Collected data:
use rand::rngs::StdRng;
use rand::SeedableRng;

/// Subsystems that draw random numbers. Each gets its own generator.
#[derive(Debug, Clone, Copy, PartialEq, Eq, Hash)]
pub enum RngStream {
    Environment,
    Engine,
    Exploration,
}

impl RngStream {
    fn salt(&self) -> u64 {
        match self {
            RngStream::Environment => 0x656e_7669_726f_6e6d,
            RngStream::Engine => 0x656e_6769_6e65_0000,
            RngStream::Exploration => 0x6578_706c_6f72_6500,
        }
    }
}

fn splitmix64(mut x: u64) -> u64 {
    x = x.wrapping_add(0x9e37_79b9_7f4a_7c15);
    x = (x ^ (x >> 30)).wrapping_mul(0xbf58_476d_1ce4_e5b9);
    x = (x ^ (x >> 27)).wrapping_mul(0x94d0_49bb_1331_11eb);
    return x ^ (x >> 31);
}

/// The single random seed of an agent, handed to every subsystem at
/// construction instead of being set process-wide.
#[derive(Debug, Clone, Copy, PartialEq, Eq, Default)]
pub struct SeedContext {
    seed: Option<u64>,
}

impl SeedContext {
    pub fn new(seed: Option<u64>) -> Self {
        return Self { seed };
    }

    pub fn seed(&self) -> Option<u64> {
        return self.seed;
    }

    /// Seed for `stream`, `None` when the context is unseeded.
    pub fn stream_seed(&self, stream: RngStream) -> Option<u64> {
        return self.seed.map(|seed| splitmix64(seed ^ stream.salt()));
    }

    /// A fresh generator for `stream`. Deterministic when seeded, OS entropy otherwise.
    pub fn rng(&self, stream: RngStream) -> StdRng {
        match self.stream_seed(stream) {
            Some(seed) => StdRng::seed_from_u64(seed),
            None => StdRng::from_os_rng(),
        }
    }
}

** WHAT IS REQUIRED **
The lines to show are those in the data above that include "Copy".

** EXERCISE SOLUTION **
#[derive(Debug, Clone, Copy, PartialEq, Eq, Hash)]
#[derive(Debug, Clone, Copy, PartialEq, Eq, Default)]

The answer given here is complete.